Internet Protocol (IP)
If you remember back to when we were talking about TCP and UDP, we spoke about how an application creates some data which is "wrapped" in a TCP packet or a UDP datagram and then sent over the network to another system. What we never covered was how we addressed the data. How did we know where to send things?
That's where IP comes into the picture, and as you already know, we have two types of addresses available: IPv4 and IPv6.
Because we've already covered these two address types in detail, we'll only cover how an IP address is used as part of the IP protocol.
Subnet Masks
When we looked at IPv4 we covered the concept of the CIDR range. This range is used to define the size of a network, and therefore how many usable IP addresses we get inside of it. These subnet masks are used to determine if the IP address you're trying to communicate with is inside or outside of your own network.
Let's say we have two computers: 192.168.1.10/24 (our address) and 192.168.2.30/24. Because we know a /24 gives us 254 usable address, we know that 192.168.1 and 192.168.2 are different networks. We also know this because the /24 means the network is made up of the first three octets in the address.
If we want to talk to 192.168.2.30/24 from our address our operating system knows this is outside of our network. So what happens?
The kernel sends the data to the "default gateway", which is common way of saying: to the router.
Default Gateway
In almost every case, the very first address inside of a subnet is used for and held by the default gateway - which is usually a router. In our example the routers would likely be 192.168.1.1 and 192.168.2.1.
That means that when we try to talk to 192.168.2.30/24, the data is sent to 192.168.1.1, which in turn then routes it to 192.168.2.1 (unless that same router is also in charge of the network, then it just routes the traffic directly to 192.168.2.30.)
This is how hosts on two different networks can talk to each other.
The Route Table
Operating systems store information about the network around them inside a "route table". Network routers also have this table too and it'll look slightly different for them.
This route table contains everything your host computers needs to know to send information from itself to other hosts. Here's an example route table:
| Network Destination | Netmask | Gateway | Interface |
|---|---|---|---|
0.0.0.0 |
0.0.0.0 |
192.168.1.1 |
192.168.1.10 |
127.0.0.1 |
255.0.0.0 |
127.0.0.1 |
127.0.0.1 |
192.168.2.0 |
255.255.255.0 |
192.168.1.1 |
192.168.1.10 |
In this table we're defining the rules for moving traffic between networks.
The most interesting of these rules, and one you'll see often, is the 0.0.0.0 rule. It's commonly seen written as 0.0.0.0/0. This rule catches all traffic that doesn't match the other rules. This is how you're able to talk to the Internet, because 8.8.8.8/32 doesn't match any other rule, so the data is sent to the default gateway which then decides how-to get your traffic to 8.8.8.8/32.

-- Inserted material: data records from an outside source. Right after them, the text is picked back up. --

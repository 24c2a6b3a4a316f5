use std::io::{self, Stdout};
use std::time::Duration;

use anyhow::{Context, Result};
use crossterm::event::{self, Event, KeyCode, KeyEventKind, KeyModifiers};
use crossterm::execute;
use crossterm::terminal::{
    disable_raw_mode, enable_raw_mode, EnterAlternateScreen, LeaveAlternateScreen,
};
use ratatui::backend::CrosstermBackend;
use ratatui::Terminal;

use super::app::App;
use crate::router::Tab;

/// Input poll interval; also the granularity of toast expiry.
const POLL_INTERVAL: Duration = Duration::from_millis(250);

/// Spin up the terminal backend, enter the draw loop, and keep processing input
/// until the user quits.
pub fn run_app(app: &mut App) -> Result<()> {
    let mut stdout = io::stdout();
    enable_raw_mode().context("failed to enable raw mode")?;
    execute!(stdout, EnterAlternateScreen).context("failed to enter alternate screen")?;
    let backend = CrosstermBackend::new(stdout);
    let mut terminal = Terminal::new(backend).context("failed to create terminal backend")?;

    let result = event_loop(&mut terminal, app);

    cleanup_terminal(&mut terminal)?;
    result
}

fn event_loop(terminal: &mut Terminal<CrosstermBackend<Stdout>>, app: &mut App) -> Result<()> {
    loop {
        app.tick();
        terminal
            .draw(|frame| app.draw(frame))
            .context("failed to draw frame")?;

        if !event::poll(POLL_INTERVAL).context("event polling failed")? {
            continue;
        }
        let Event::Key(key_event) = event::read().context("failed to read event")? else {
            continue;
        };
        if key_event.kind != KeyEventKind::Press {
            continue;
        }

        if key_event.modifiers.contains(KeyModifiers::CONTROL) {
            match key_event.code {
                KeyCode::Char('c') => return Ok(()),
                KeyCode::Char('t') => {
                    app.switch_tab(Tab::Take)?;
                    continue;
                }
                KeyCode::Char('r') => {
                    app.switch_tab(Tab::Return)?;
                    continue;
                }
                KeyCode::Char('a') => {
                    app.switch_tab(Tab::Admin)?;
                    continue;
                }
                _ => {}
            }
        }

        if app.handle_key(key_event.code)? {
            return Ok(());
        }
    }
}

fn cleanup_terminal(terminal: &mut Terminal<CrosstermBackend<Stdout>>) -> Result<()> {
    disable_raw_mode().context("failed to disable raw mode")?;
    execute!(terminal.backend_mut(), LeaveAlternateScreen)
        .context("failed to leave alternate screen")?;
    terminal
        .show_cursor()
        .context("failed to restore cursor visibility")
}
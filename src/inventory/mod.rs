//! Stock rules: the cached directory, guided search, the take/return
//! workflow, the admin dashboard, and the lock they share.

mod dashboard;
mod directory;
mod lock;
mod search;
mod workflow;

pub use dashboard::{clear_log, compare_inventory, stock_percent, ClearOutcome, Dashboard, StockStatus};
pub use directory::EquipmentDirectory;
pub use lock::{SubmitGuard, SubmitLock};
pub use search::{search, SearchOutcome};
pub use workflow::{submit, validate, Receipt, TransactionRequest};
use anyhow::{Context, Result};
use rusqlite::{params, Connection, OptionalExtension, Row};

use crate::models::Equipment;

fn equipment_from_row(row: &Row<'_>) -> rusqlite::Result<Equipment> {
    Ok(Equipment {
        id: row.get(0)?,
        name_en: row.get(1)?,
        name_ar: row.get(2)?,
        location: row.get(3)?,
        total_quantity: row.get(4)?,
        available_quantity: row.get(5)?,
    })
}

/// Retrieve every equipment row ordered by primary name. This is the single
/// source of truth for directory order.
pub fn fetch_equipment(conn: &Connection) -> Result<Vec<Equipment>> {
    let mut stmt = conn
        .prepare(
            "SELECT id, name_en, name_ar, location, total_quantity, available_quantity
             FROM equipment
             ORDER BY name_en",
        )
        .context("failed to prepare equipment query")?;

    let items = stmt
        .query_map([], equipment_from_row)
        .context("failed to load equipment")?
        .collect::<Result<Vec<_>, _>>()
        .context("failed to collect equipment")?;

    Ok(items)
}

/// Fresh `(available_quantity, total_quantity)` for one row, bypassing any
/// cached copy. `None` when the row no longer exists.
pub fn fetch_stock(conn: &Connection, id: &str) -> Result<Option<(i64, i64)>> {
    conn.query_row(
        "SELECT available_quantity, total_quantity FROM equipment WHERE id = ?1",
        params![id],
        |row| Ok((row.get(0)?, row.get(1)?)),
    )
    .optional()
    .context("failed to read equipment stock")
}

/// Write a new available quantity only if the stored value still equals
/// `expected`. Returns whether the row was updated.
pub fn swap_available_quantity(
    conn: &Connection,
    id: &str,
    expected: i64,
    new_value: i64,
) -> Result<bool> {
    let updated = conn
        .execute(
            "UPDATE equipment SET available_quantity = ?1
             WHERE id = ?2 AND available_quantity = ?3",
            params![new_value, id, expected],
        )
        .context("failed to update available quantity")?;

    Ok(updated == 1)
}

#[cfg(test)]
pub(crate) mod fixtures {
    use rusqlite::{params, Connection};

    use crate::db::ensure_schema;

    /// In-memory database with the real schema.
    pub(crate) fn memory_db() -> Connection {
        let conn = Connection::open_in_memory().unwrap();
        ensure_schema(&conn).unwrap();
        conn
    }

    pub(crate) fn insert_equipment(
        conn: &Connection,
        id: &str,
        name_en: &str,
        name_ar: Option<&str>,
        available: i64,
        total: i64,
    ) {
        conn.execute(
            "INSERT INTO equipment (id, name_en, name_ar, location, total_quantity, available_quantity)
             VALUES (?1, ?2, ?3, NULL, ?4, ?5)",
            params![id, name_en, name_ar, total, available],
        )
        .unwrap();
    }
}

#[cfg(test)]
mod tests {
    use super::fixtures::{insert_equipment, memory_db};
    use super::*;

    #[test]
    fn fetch_orders_by_primary_name() {
        let conn = memory_db();
        insert_equipment(&conn, "b", "Stove", None, 1, 1);
        insert_equipment(&conn, "a", "Lantern", Some("فانوس"), 2, 4);

        let items = fetch_equipment(&conn).unwrap();
        let names: Vec<_> = items.iter().map(|i| i.name_en.as_str()).collect();
        assert_eq!(names, ["Lantern", "Stove"]);
        assert_eq!(items[0].name_ar.as_deref(), Some("فانوس"));
    }

    #[test]
    fn swap_only_applies_when_expected_matches() {
        let conn = memory_db();
        insert_equipment(&conn, "a", "Lantern", None, 2, 4);

        assert!(!swap_available_quantity(&conn, "a", 3, 1).unwrap());
        assert_eq!(fetch_stock(&conn, "a").unwrap(), Some((2, 4)));

        assert!(swap_available_quantity(&conn, "a", 2, 1).unwrap());
        assert_eq!(fetch_stock(&conn, "a").unwrap(), Some((1, 4)));
    }

    #[test]
    fn stock_of_missing_row_is_none() {
        let conn = memory_db();
        assert_eq!(fetch_stock(&conn, "ghost").unwrap(), None);
    }
}
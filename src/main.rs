//! Binary entry point: load configuration, start file logging, open the
//! store, and drive the Ratatui event loop until the user exits.
use std::time::Duration;

use equipment_tracker::{logging, open_database, run_app, AdminGate, App, AppConfig, Session};

fn main() -> anyhow::Result<()> {
    dotenvy::dotenv().ok();

    let config = AppConfig::load()?;
    let _log_guard = logging::init(&config.logging)?;
    tracing::info!("starting equipment tracker v{}", env!("CARGO_PKG_VERSION"));
    if config.uses_default_passphrase() {
        tracing::warn!("admin passphrase is still the shipped default");
    }

    let conn = open_database(&config.database.path)?;
    let session = Session::new(AdminGate::new(config.admin.passphrase.clone()));
    let mut app = App::new(
        conn,
        session,
        config.dashboard.recent_limit,
        Duration::from_secs(config.ui.toast_seconds),
    );

    let result = run_app(&mut app);
    if let Err(err) = &result {
        tracing::error!(error = ?err, "terminal session ended with an error");
    }
    result
}
use anyhow::Error;
use chrono::{DateTime, Local, Utc};
use ratatui::layout::{Constraint, Direction, Layout, Rect};
use ratatui::style::{Color, Style};

use crate::inventory::StockStatus;
use crate::models::ActionType;

/// Produce a rectangle centered within `area` that spans the requested percent
/// of the width and height. Used for modal dialogs.
pub(crate) fn centered_rect(percent_x: u16, percent_y: u16, area: Rect) -> Rect {
    let horizontal = Layout::default()
        .direction(Direction::Horizontal)
        .constraints([
            Constraint::Percentage((100 - percent_x) / 2),
            Constraint::Percentage(percent_x),
            Constraint::Percentage((100 - percent_x) / 2),
        ])
        .split(area);

    let vertical = Layout::default()
        .direction(Direction::Vertical)
        .constraints([
            Constraint::Percentage((100 - percent_y) / 2),
            Constraint::Percentage(percent_y),
            Constraint::Percentage((100 - percent_y) / 2),
        ])
        .split(horizontal[1]);

    vertical[1]
}

/// Extract the most relevant error message from a chained error.
pub(crate) fn surface_error(err: &Error) -> String {
    err.chain()
        .last()
        .map(|cause| cause.to_string())
        .unwrap_or_else(|| err.to_string())
}

/// Pill color for a stock status.
pub(crate) fn status_style(status: StockStatus) -> Style {
    match status {
        StockStatus::Empty | StockStatus::Red => Style::default().fg(Color::Red),
        StockStatus::Yellow => Style::default().fg(Color::Yellow),
        StockStatus::Green => Style::default().fg(Color::Green),
    }
}

/// Gauge color: red below half, yellow below full, green when full.
pub(crate) fn gauge_style(percent: f64) -> Style {
    if percent < 50.0 {
        Style::default().fg(Color::Red)
    } else if percent < 100.0 {
        Style::default().fg(Color::Yellow)
    } else {
        Style::default().fg(Color::Green)
    }
}

pub(crate) fn action_style(action: ActionType) -> Style {
    match action {
        ActionType::Take => Style::default().fg(Color::Red),
        ActionType::Return => Style::default().fg(Color::Green),
    }
}

/// Text progress bar `width` cells wide, filled to `percent`.
pub(crate) fn stock_bar(percent: f64, width: usize) -> String {
    let filled = ((percent.clamp(0.0, 100.0) / 100.0) * width as f64).round() as usize;
    let mut bar = "█".repeat(filled.min(width));
    bar.push_str(&"░".repeat(width - filled.min(width)));
    bar
}

/// Cursor column after `widths` cells of text starting at `area.x`, kept
/// inside `area`. Widths beyond `u16` saturate instead of wrapping.
pub(crate) fn cursor_column(area: Rect, widths: &[usize]) -> u16 {
    let column = widths.iter().fold(area.x, |column, width| {
        column.saturating_add(u16::try_from(*width).unwrap_or(u16::MAX))
    });
    column.min(area.right().saturating_sub(1))
}

/// Local wall-clock rendering of a stored timestamp.
pub(crate) fn format_timestamp(at: &DateTime<Utc>) -> String {
    at.with_timezone(&Local).format("%Y-%m-%d %H:%M").to_string()
}

#[cfg(test)]
mod tests {
    use super::*;

    #[test]
    fn stock_bar_fills_proportionally() {
        assert_eq!(stock_bar(0.0, 4), "░░░░");
        assert_eq!(stock_bar(50.0, 4), "██░░");
        assert_eq!(stock_bar(100.0, 4), "████");
        assert_eq!(stock_bar(250.0, 4), "████");
    }

    #[test]
    fn cursor_column_stays_inside_area() {
        let area = Rect::new(2, 0, 20, 1);
        assert_eq!(cursor_column(area, &[5, 3]), 10);
        assert_eq!(cursor_column(area, &[5, 70_000]), 21);
        assert_eq!(cursor_column(area, &[usize::MAX, usize::MAX]), 21);
    }

    #[test]
    fn surface_error_prefers_root_cause() {
        let err = anyhow::anyhow!("disk full").context("failed to insert transaction");
        assert_eq!(surface_error(&err), "disk full");
    }
}
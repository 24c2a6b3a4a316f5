use ratatui::style::{Color, Modifier, Style};
use ratatui::text::{Line, Span};
use ratatui::widgets::{Cell, Row};

use super::helpers::{action_style, format_timestamp, gauge_style, status_style, stock_bar};
use crate::inventory::{stock_percent, Dashboard, StockStatus};
use crate::models::{Equipment, RecentTransaction};

/// Width of the text gauge in the stock column.
const GAUGE_WIDTH: usize = 10;

/// Message shown in place of the dashboard when loading fails.
pub(crate) const CONNECTION_LOST: &str = "Connection Lost. Check configuration and database.";

/// Either a full snapshot or the terminal error panel; never half of each.
pub(crate) enum AdminView {
    Ready(Dashboard),
    Failed(String),
}

/// State behind the admin tab.
pub(crate) struct AdminScreen {
    pub(crate) view: AdminView,
    pub(crate) log_scroll: u16,
}

impl AdminScreen {
    pub(crate) fn new(view: AdminView) -> Self {
        Self {
            view,
            log_scroll: 0,
        }
    }

    pub(crate) fn scroll_log(&mut self, delta: i32) {
        let max = match &self.view {
            AdminView::Ready(dashboard) => dashboard.recent.len().saturating_sub(1) as i32,
            AdminView::Failed(_) => 0,
        };
        self.log_scroll = (self.log_scroll as i32 + delta).clamp(0, max) as u16;
    }
}

/// One inventory table row: names, status pill, gauge and counts.
pub(crate) fn inventory_row(item: &Equipment, status: StockStatus) -> Row<'static> {
    let percent = stock_percent(item.available_quantity, item.total_quantity);

    let mut name_lines = vec![Line::from(item.name_en.clone())];
    if let Some(name_ar) = &item.name_ar {
        name_lines.push(Line::from(Span::styled(
            name_ar.clone(),
            Style::default().fg(Color::Gray),
        )));
    }

    let status_cell = Line::from(Span::styled(
        format!("[{}]", status.label()),
        status_style(status).add_modifier(Modifier::BOLD),
    ));

    let stock_cell = Line::from(vec![
        Span::styled(stock_bar(percent, GAUGE_WIDTH), gauge_style(percent)),
        Span::raw(format!(
            " {} / {}",
            item.available_quantity, item.total_quantity
        )),
    ]);

    let height = name_lines.len() as u16;
    Row::new(vec![
        Cell::from(name_lines),
        Cell::from(status_cell),
        Cell::from(stock_cell),
    ])
    .height(height)
}

/// Feed line: who, what, how many of which item, and when.
pub(crate) fn log_line(entry: &RecentTransaction) -> Line<'static> {
    let tx = &entry.transaction;
    Line::from(vec![
        Span::styled(
            tx.user_name.clone(),
            Style::default().add_modifier(Modifier::BOLD),
        ),
        Span::raw(" "),
        Span::styled(
            tx.action_type.as_str().to_uppercase(),
            action_style(tx.action_type),
        ),
        Span::raw(format!(" {}x {} ", tx.quantity, entry.equipment_label())),
        Span::styled(
            format_timestamp(&tx.created_at),
            Style::default().fg(Color::DarkGray),
        ),
    ])
}

/// Search result line with both names and the stock count.
pub(crate) fn result_line(item: &Equipment, highlighted: bool) -> Line<'static> {
    let name_style = if highlighted {
        Style::default()
            .fg(Color::Black)
            .bg(Color::Yellow)
            .add_modifier(Modifier::BOLD)
    } else {
        Style::default().add_modifier(Modifier::BOLD)
    };

    let mut spans = vec![Span::styled(item.name_en.clone(), name_style)];
    if let Some(name_ar) = &item.name_ar {
        spans.push(Span::styled(
            format!("  {name_ar}"),
            Style::default().fg(Color::Gray),
        ));
    }
    spans.push(Span::styled(
        format!(
            "  Available: {} / {}",
            item.available_quantity, item.total_quantity
        ),
        Style::default().fg(Color::DarkGray),
    ));
    Line::from(spans)
}

#[cfg(test)]
mod tests {
    use chrono::Utc;

    use super::*;
    use crate::models::{ActionType, Transaction};

    fn line_text(line: &Line<'_>) -> String {
        line.spans.iter().map(|span| span.content.as_ref()).collect()
    }

    #[test]
    fn log_line_falls_back_to_item() {
        let entry = RecentTransaction {
            transaction: Transaction {
                id: "1".into(),
                equipment_id: "gone".into(),
                user_name: "Sara".into(),
                quantity: 2,
                action_type: ActionType::Return,
                created_at: Utc::now(),
            },
            equipment_name_en: None,
            equipment_name_ar: None,
        };
        let text = line_text(&log_line(&entry));
        assert!(text.starts_with("Sara RETURN 2x Item "));
    }

    #[test]
    fn result_line_shows_stock() {
        let item = Equipment {
            id: "t".into(),
            name_en: "Tent".into(),
            name_ar: Some("خيمة".into()),
            location: None,
            total_quantity: 10,
            available_quantity: 4,
        };
        let text = line_text(&result_line(&item, false));
        assert_eq!(text, "Tent  خيمة  Available: 4 / 10");
    }

    #[test]
    fn log_scroll_is_clamped() {
        let mut screen = AdminScreen::new(AdminView::Failed(CONNECTION_LOST.into()));
        screen.scroll_log(3);
        assert_eq!(screen.log_scroll, 0);
    }
}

We have our localhost in there too: 127.0.0.1. This is called the "loopback device" and it refers to your own host. This cannot be routed outside of your own system.
Finally, we have a rule for the other network 192.168.2.0/24 (255.255.255.0 is another way of saying /24, remember). Technically not required as 0.0.0.0/0 would catch this, but for our purposes it demonstrates a point.
Header
As with TCP and UDP, the IP protocol also has a header:
I've very rarely looked at headers of either TCP, UDP, or IP in my career. It's just not required at the public Cloud level. Still the only headers of note here are the: source and destination address, TTL and protocol.
The source and destination headers contain the address of where the packet is coming from and where it's destined to arrive at.
The TTL, or Time To Live, is how many routers (called "hops") the IP packet can try to traverse through before all routing efforts are stopped (this is how ICMP/ping works, which we cover next.)
And the protocol field is used to contain the protocol - like TCP or UDP - that the IP packet encapsulates.